Пожалуй, всего ярче мироощущение Паскаля сказалось в его представлении о времени. Человек, говорил он, никогда не задерживается в настоящем. Он вспоминает прошлое и предвкушает будущее, но совершенно не думает о настоящем, которое одно только и принадлежит ему. Блуждая по воображаемым мирам, человек не живет, но лишь собирается жить. А между тем, он по какой-то случайности заброшен в какой-то определенный миг.

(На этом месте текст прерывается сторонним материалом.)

use async_process::Command;
use async_trait::async_trait;
use regex::Regex;
use serde::Deserialize;
use std::{path::PathBuf, sync::LazyLock};
use tracing::{debug, info, warn};

use super::{bridge::TrackSearch, Resolver, SourceKind, Track};
use crate::error::ResolutionError;

static YOUTUBE_PLAYLIST: LazyLock<Regex> = LazyLock::new(|| {
    Regex::new(r"[?&]list=|/playlist\?|/channel/|/@").expect("youtube playlist regex")
});

/// Información extraída de yt-dlp
#[derive(Debug, Deserialize)]
pub(crate) struct YtDlpInfo {
    pub id: Option<String>,
    pub title: Option<String>,
    pub duration: Option<f64>,
    pub uploader: Option<String>,
    pub artist: Option<String>,
    pub channel: Option<String>,
    pub thumbnail: Option<String>,
    pub webpage_url: Option<String>,
    pub original_url: Option<String>,
    pub is_live: Option<bool>,
}

impl YtDlpInfo {
    /// Convierte la información de yt-dlp en un track
    pub fn into_track(self, kind: SourceKind, fallback_locator: &str) -> Result<Track, ResolutionError> {
        let title = self
            .title
            .filter(|t| !t.trim().is_empty())
            .ok_or_else(|| ResolutionError::MissingMetadata {
                kind,
                reason: "yt-dlp no devolvió título".to_string(),
            })?;

        let artist = self
            .artist
            .or(self.uploader)
            .or(self.channel)
            .unwrap_or_else(|| "Unknown".to_string());

        let locator = self
            .webpage_url
            .or(self.original_url)
            .or_else(|| {
                self.id
                    .as_ref()
                    .filter(|_| kind == SourceKind::YouTube)
                    .map(|id| format!("https://www.youtube.com/watch?v={}", id))
            })
            .unwrap_or_else(|| fallback_locator.to_string());

        let mut track = Track::new(title, artist, locator, kind)
            .with_duration_secs(self.duration.map(|d| d.max(0.0) as u64).unwrap_or(0));

        if let Some(thumbnail) = self.thumbnail {
            track = track.with_thumbnail(thumbnail);
        }

        if self.is_live.unwrap_or(false) {
            track = track.live();
        }

        Ok(track)
    }
}

/// Invocaciones de metadata a yt-dlp
#[derive(Debug, Clone)]
pub struct YtDlp {
    binary: PathBuf,
    cookies: Option<PathBuf>,
}

impl YtDlp {
    pub fn new(binary: PathBuf, cookies: Option<PathBuf>) -> Self {
        if let Some(cookies) = &cookies {
            info!("🍪 Usando cookies de yt-dlp: {}", cookies.display());
        }
        Self { binary, cookies }
    }

    /// Ejecuta `yt-dlp --dump-json` sobre el objetivo y parsea la primera línea
    pub(crate) async fn dump_json(&self, target: &str) -> Result<Option<YtDlpInfo>, ResolutionError> {
        debug!("📊 Obteniendo info de: {}", target);

        let mut command = Command::new(&self.binary);
        command.args(["--no-playlist", "--dump-json", "--no-warnings", "--skip-download"]);
        if let Some(cookies) = &self.cookies {
            command.arg("--cookies").arg(cookies);
        }
        command.arg(target);
        // Si el router abandona la consulta por timeout, el proceso muere con ella
        command.kill_on_drop(true);

        let output = command.output().await?;

        if !output.status.success() {
            let error = String::from_utf8_lossy(&output.stderr).trim().to_string();
            warn!("⚠️ yt-dlp falló para {}: {}", target, error);
            return Err(ResolutionError::Extractor { diagnostics: error });
        }

        let stdout = String::from_utf8_lossy(&output.stdout);
        parse_first_info(&stdout)
    }
}

/// Primera entrada JSON de la salida de yt-dlp; `None` si no hay ninguna
pub(crate) fn parse_first_info(stdout: &str) -> Result<Option<YtDlpInfo>, ResolutionError> {
    match stdout.lines().map(str::trim).find(|line| !line.is_empty()) {
        Some(line) => Ok(Some(serde_json::from_str(line)?)),
        None => Ok(None),
    }
}

/// Resolver de YouTube: URLs directas o búsqueda por texto
pub struct YouTubeResolver {
    ytdlp: YtDlp,
}

impl YouTubeResolver {
    pub fn new(ytdlp: YtDlp) -> Self {
        Self { ytdlp }
    }

    /// Verifica si una URL es válida para YouTube
    pub fn is_youtube_url(url: &str) -> bool {
        super::detect(url) == SourceKind::YouTube && url.starts_with("http")
    }
}

#[async_trait]
impl Resolver for YouTubeResolver {
    fn is_non_playable(&self, url: &str) -> bool {
        Self::is_youtube_url(url) && YOUTUBE_PLAYLIST.is_match(url) && !url.contains("watch?v=")
    }

    async fn resolve(&self, input: &str) -> Result<Track, ResolutionError> {
        if self.is_non_playable(input) {
            return Err(ResolutionError::UnsupportedCollection {
                kind: SourceKind::YouTube,
            });
        }

        if Self::is_youtube_url(input) {
            let info = self
                .ytdlp
                .dump_json(input)
                .await?
                .ok_or_else(|| ResolutionError::NoResults {
                    query: input.to_string(),
                })?;
            info.into_track(SourceKind::YouTube, input)
        } else {
            self.search_best(input).await
        }
    }
}

#[async_trait]
impl TrackSearch for YouTubeResolver {
    async fn search_best(&self, query: &str) -> Result<Track, ResolutionError> {
        info!("🔍 Buscando en YouTube: {}", query);

        let search_query = format!("ytsearch1:{}", query);
        let info = self
            .ytdlp
            .dump_json(&search_query)
            .await?
            .ok_or_else(|| ResolutionError::NoResults {
                query: query.to_string(),
            })?;

        info.into_track(SourceKind::YouTube, &search_query)
    }
}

Когда я думаю о кратком сроке своей жизни, поглощаемом вечностью до и после нее – memoria hospitis unius diei praetereuntis, – о крошечном пространстве, которое я занимаю, и даже о том, которое вижу перед собой, затерянном в бесконечной протяженности пространств, мне неведомых и не ведающих обо мне, я чувствую страх и удивление, отчего я здесь, а не там; ведь нет причины, почему бы мне оказаться скорее здесь, чем там, почему скорее сейчас, чем тогда. Кто меня сюда поместил? Чьей волей и властью назначено мне это место и это время?[244]

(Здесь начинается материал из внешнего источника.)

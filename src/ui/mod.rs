pub mod buttons;
pub mod embeds;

Пожалуй, впервые в истории французской философии с такой пронзительной тоской выразились метания фаустовской души. Термин О. Шпенглера очень точно указывает на состояние духа западноевропейского интеллектуала Нового времени, перед которым распахнулся слишком большой и неуютный мир. Разум такого человека в смятении: ему приходится полагаться лишь на себя, а между тем, он обманывается на каждом шагу и сознает это. Ему настоятельно необходимо прибежище. Он столь несчастен, говорит Паскаль, что тоскует даже без всяких причин, в силу одного лишь свойства своего нрава. А самое скверное в том, что, хотя у человека нет ничего, что он мог бы назвать своим, кроме разума, он не в состоянии постичь ни почему положен такой предел его познаниям, ни почему жизни ему отпущено сто лет, а не тысяча, если никаких видимых оснований для такого выбора нет. И так же, как ничтожно коротка человеческая жизнь, промелькнувшая между двумя бесконечностями, ничтожно человеческое существование в необъятном мировом пространстве.

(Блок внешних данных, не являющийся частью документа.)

use anyhow::{bail, Context, Result};
use parking_lot::RwLock;
use serde::{Deserialize, Serialize};
use serenity::model::id::GuildId;
use std::collections::{BTreeMap, HashMap};
use std::path::{Path, PathBuf};
use tokio::{fs, sync::Mutex};
use tracing::{info, warn};

use crate::audio::{SettingKey, SettingsProvider};

/// Máximo de caracteres en el nombre de una playlist
const MAX_PLAYLIST_NAME: usize = 100;
/// Máximo de entradas por playlist guardada
const MAX_PLAYLIST_ENTRIES: usize = 500;

/// Configuración de servidor almacenada en JSON.
///
/// Campos en `None` usan el valor global de la configuración.
#[derive(Debug, Clone, Default, PartialEq, Serialize, Deserialize)]
pub struct ServerConfig {
    pub guild_id: u64,
    #[serde(default)]
    pub default_volume: Option<f32>,
    #[serde(default)]
    pub max_queue_size: Option<usize>,
    #[serde(default)]
    pub idle_timeout_secs: Option<u64>,
    #[serde(default)]
    pub vote_skip_threshold: Option<f32>,
}

impl ServerConfig {
    pub fn new(guild_id: u64) -> Self {
        Self {
            guild_id,
            ..Default::default()
        }
    }

    /// Copia los valores presentes en `update`; devuelve si algo cambió
    pub fn merge(&mut self, update: &ServerConfig) -> bool {
        let before = self.clone();

        if update.default_volume.is_some() {
            self.default_volume = update.default_volume;
        }
        if update.max_queue_size.is_some() {
            self.max_queue_size = update.max_queue_size;
        }
        if update.idle_timeout_secs.is_some() {
            self.idle_timeout_secs = update.idle_timeout_secs;
        }
        if update.vote_skip_threshold.is_some() {
            self.vote_skip_threshold = update.vote_skip_threshold;
        }

        *self != before
    }

    fn value(&self, key: SettingKey) -> Option<f64> {
        match key {
            SettingKey::MaxQueueSize => self.max_queue_size.map(|v| v as f64),
            SettingKey::DefaultVolume => self.default_volume.map(f64::from),
            SettingKey::IdleTimeoutSecs => self.idle_timeout_secs.map(|v| v as f64),
            SettingKey::VoteThreshold => self.vote_skip_threshold.map(f64::from),
        }
    }
}

/// guild -> nombre -> consultas
type Playlists = BTreeMap<u64, BTreeMap<String, Vec<String>>>;

/// Manager de almacenamiento basado en archivos JSON
pub struct JsonStorage {
    data_dir: PathBuf,
    servers_cache: RwLock<HashMap<u64, ServerConfig>>,
    playlists: Mutex<Playlists>,
}

impl JsonStorage {
    pub async fn new(data_dir: PathBuf) -> Result<Self> {
        let servers_dir = data_dir.join("servers");
        fs::create_dir_all(&servers_dir)
            .await
            .with_context(|| format!("no se pudo crear {}", servers_dir.display()))?;

        info!("📁 Storage inicializado en: {}", data_dir.display());

        let servers = load_all_servers(&servers_dir).await?;
        let playlists = load_playlists(&data_dir.join("playlists.json")).await?;

        Ok(Self {
            data_dir,
            servers_cache: RwLock::new(servers),
            playlists: Mutex::new(playlists),
        })
    }

    /// Configuración de un servidor (por defecto si no existe)
    pub fn server_config(&self, guild_id: GuildId) -> ServerConfig {
        self.servers_cache
            .read()
            .get(&guild_id.get())
            .cloned()
            .unwrap_or_else(|| ServerConfig::new(guild_id.get()))
    }

    /// Actualiza la configuración de un servidor
    pub async fn update_server_config(&self, config: ServerConfig) -> Result<()> {
        let guild_id = config.guild_id;
        let content = serde_json::to_string_pretty(&config)?;
        fs::write(self.server_file_path(guild_id), content).await?;

        self.servers_cache.write().insert(guild_id, config);
        info!("💾 Configuración actualizada para guild {}", guild_id);
        Ok(())
    }

    /// Agrega una consulta a una playlist guardada; devuelve su nuevo tamaño
    pub async fn playlist_add(&self, guild_id: GuildId, name: &str, query: &str) -> Result<usize> {
        let name = name.trim();
        let query = query.trim();
        if name.is_empty() || name.chars().count() > MAX_PLAYLIST_NAME {
            bail!("nombre de playlist inválido");
        }
        if query.is_empty() {
            bail!("consulta vacía");
        }

        let mut playlists = self.playlists.lock().await;
        let entries = playlists
            .entry(guild_id.get())
            .or_default()
            .entry(name.to_string())
            .or_default();

        if entries.len() >= MAX_PLAYLIST_ENTRIES {
            bail!("la playlist '{}' está llena ({} canciones)", name, MAX_PLAYLIST_ENTRIES);
        }
        entries.push(query.to_string());
        let len = entries.len();

        let content = serde_json::to_string_pretty(&*playlists)?;
        fs::write(self.playlists_path(), content).await?;

        info!("📝 '{}' agregada a la playlist '{}' de guild {}", query, name, guild_id);
        Ok(len)
    }

    /// Entradas de una playlist guardada
    pub async fn playlist(&self, guild_id: GuildId, name: &str) -> Option<Vec<String>> {
        self.playlists
            .lock()
            .await
            .get(&guild_id.get())
            .and_then(|lists| lists.get(name.trim()))
            .cloned()
    }

    /// Nombre y tamaño de cada playlist de la guild
    pub async fn playlists(&self, guild_id: GuildId) -> Vec<(String, usize)> {
        self.playlists
            .lock()
            .await
            .get(&guild_id.get())
            .map(|lists| {
                lists
                    .iter()
                    .map(|(name, entries)| (name.clone(), entries.len()))
                    .collect()
            })
            .unwrap_or_default()
    }

    fn server_file_path(&self, guild_id: u64) -> PathBuf {
        self.data_dir.join("servers").join(format!("guild_{}.json", guild_id))
    }

    fn playlists_path(&self) -> PathBuf {
        self.data_dir.join("playlists.json")
    }
}

impl SettingsProvider for JsonStorage {
    fn get_setting(&self, guild_id: GuildId, key: SettingKey) -> Option<f64> {
        self.servers_cache.read().get(&guild_id.get())?.value(key)
    }
}

async fn load_all_servers(servers_dir: &Path) -> Result<HashMap<u64, ServerConfig>> {
    let mut servers = HashMap::new();
    let mut files = fs::read_dir(servers_dir).await?;

    while let Some(entry) = files.next_entry().await? {
        let path = entry.path();
        if path.extension().map_or(true, |ext| ext != "json") {
            continue;
        }

        let Some(guild_id) = path
            .file_stem()
            .and_then(|n| n.to_str())
            .and_then(|n| n.strip_prefix("guild_"))
            .and_then(|id| id.parse::<u64>().ok())
        else {
            continue;
        };

        let parsed = fs::read_to_string(&path)
            .await
            .map_err(anyhow::Error::from)
            .and_then(|content| Ok(serde_json::from_str::<ServerConfig>(&content)?));

        match parsed {
            Ok(config) => {
                servers.insert(guild_id, config);
            }
            Err(e) => warn!("Error cargando configuración para guild {}: {}", guild_id, e),
        }
    }

    if !servers.is_empty() {
        info!("📂 Cargadas {} configuraciones de servidor", servers.len());
    }
    Ok(servers)
}

async fn load_playlists(path: &Path) -> Result<Playlists> {
    if !fs::try_exists(path).await? {
        return Ok(Playlists::new());
    }

    let content = fs::read_to_string(path).await?;
    match serde_json::from_str(&content) {
        Ok(playlists) => Ok(playlists),
        Err(e) => {
            // No se descarta el archivo: se ignora hasta la próxima escritura
            warn!("⚠️ playlists.json corrupto, se empieza vacío: {}", e);
            Ok(Playlists::new())
        }
    }
}

#[cfg(test)]
mod tests {
    use super::*;
    use pretty_assertions::assert_eq;
    use tempfile::TempDir;

    const GUILD: GuildId = GuildId::new(99);

    #[tokio::test]
    async fn test_missing_config_yields_no_overrides() {
        let dir = TempDir::new().unwrap();
        let storage = JsonStorage::new(dir.path().to_path_buf()).await.unwrap();

        assert_eq!(storage.server_config(GUILD), ServerConfig::new(99));
        assert_eq!(storage.get_setting(GUILD, SettingKey::DefaultVolume), None);
    }

    #[tokio::test]
    async fn test_server_config_persists_across_instances() {
        let dir = TempDir::new().unwrap();
        let storage = JsonStorage::new(dir.path().to_path_buf()).await.unwrap();

        let config = ServerConfig {
            max_queue_size: Some(25),
            vote_skip_threshold: Some(0.75),
            ..ServerConfig::new(99)
        };
        storage.update_server_config(config.clone()).await.unwrap();
        assert!(dir.path().join("servers/guild_99.json").exists());

        let reloaded = JsonStorage::new(dir.path().to_path_buf()).await.unwrap();
        assert_eq!(reloaded.server_config(GUILD), config);
        assert_eq!(reloaded.get_setting(GUILD, SettingKey::MaxQueueSize), Some(25.0));
        assert_eq!(reloaded.get_setting(GUILD, SettingKey::VoteThreshold), Some(0.75));
        assert_eq!(reloaded.get_setting(GUILD, SettingKey::IdleTimeoutSecs), None);
    }

    #[test]
    fn test_merge_keeps_unset_values() {
        let mut config = ServerConfig {
            default_volume: Some(0.3),
            max_queue_size: Some(10),
            ..ServerConfig::new(99)
        };

        let changed = config.merge(&ServerConfig {
            max_queue_size: Some(40),
            ..ServerConfig::new(99)
        });

        assert!(changed);
        assert_eq!(config.default_volume, Some(0.3));
        assert_eq!(config.max_queue_size, Some(40));
        assert!(!config.clone().merge(&ServerConfig::new(99)));
        assert!(!config.clone().merge(&config.clone()));
    }

    #[tokio::test]
    async fn test_corrupt_server_file_is_skipped() {
        let dir = TempDir::new().unwrap();
        std::fs::create_dir_all(dir.path().join("servers")).unwrap();
        std::fs::write(dir.path().join("servers/guild_5.json"), "{ not json").unwrap();
        std::fs::write(dir.path().join("servers/notes.txt"), "hola").unwrap();

        let storage = JsonStorage::new(dir.path().to_path_buf()).await.unwrap();

        assert_eq!(storage.get_setting(GuildId::new(5), SettingKey::MaxQueueSize), None);
    }

    #[tokio::test]
    async fn test_playlists_are_saved_per_guild() {
        let dir = TempDir::new().unwrap();
        let storage = JsonStorage::new(dir.path().to_path_buf()).await.unwrap();

        assert_eq!(storage.playlist_add(GUILD, "chill", "lofi beats").await.unwrap(), 1);
        assert_eq!(
            storage
                .playlist_add(GUILD, " chill ", "https://youtu.be/abc")
                .await
                .unwrap(),
            2
        );
        storage.playlist_add(GUILD, "rock", "queen").await.unwrap();
        storage.playlist_add(GuildId::new(1), "other", "x").await.unwrap();

        let reloaded = JsonStorage::new(dir.path().to_path_buf()).await.unwrap();
        assert_eq!(
            reloaded.playlist(GUILD, "chill").await,
            Some(vec!["lofi beats".to_string(), "https://youtu.be/abc".to_string()])
        );
        assert_eq!(
            reloaded.playlists(GUILD).await,
            vec![("chill".to_string(), 2), ("rock".to_string(), 1)]
        );
        assert_eq!(reloaded.playlist(GUILD, "other").await, None);
    }

    #[tokio::test]
    async fn test_playlist_add_rejects_empty_input() {
        let dir = TempDir::new().unwrap();
        let storage = JsonStorage::new(dir.path().to_path_buf()).await.unwrap();

        assert!(storage.playlist_add(GUILD, "  ", "song").await.is_err());
        assert!(storage.playlist_add(GUILD, "mix", " ").await.is_err());
        assert!(storage.playlists(GUILD).await.is_empty());
    }
}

Итак, пусть человек объемлет взором всю природу в ее высоком и совершенном величии, пусть он отведет взгляд от низких предметов, его окружающих. Пусть посмотрит на это ослепительное сияние, зажженное, словно негаснущий светильник, чтобы озарять вселенную; пусть земля представится ему крохотной точкой рядом с тем огромным кругом, который описывает это светило, и пусть он подивится тому, что сам этот огромный круг есть лишь малая точка в сравнении с тем, что замыкают светила, катящиеся по небосводу. Но если наш взгляд здесь остановится, пусть наше воображение идет дальше, оно скорее устанет работать, чем природа – поставлять ему пищу. Весь видимый мир есть лишь незаметная морщинка на обширном лоне природы. Никакие понятия не могут к ней приблизиться; напрасно мы тужимся послать наши представления за пределы воображаемых пространств, мы порождаем лишь атомы в сравнении с действительностью вещей. Это бесконечная сфера, центр которой везде, окружность – нигде. Самое важное из наглядных проявлений всемогущества Божия в том и состоит, что наше воображение теряется при этой мысли.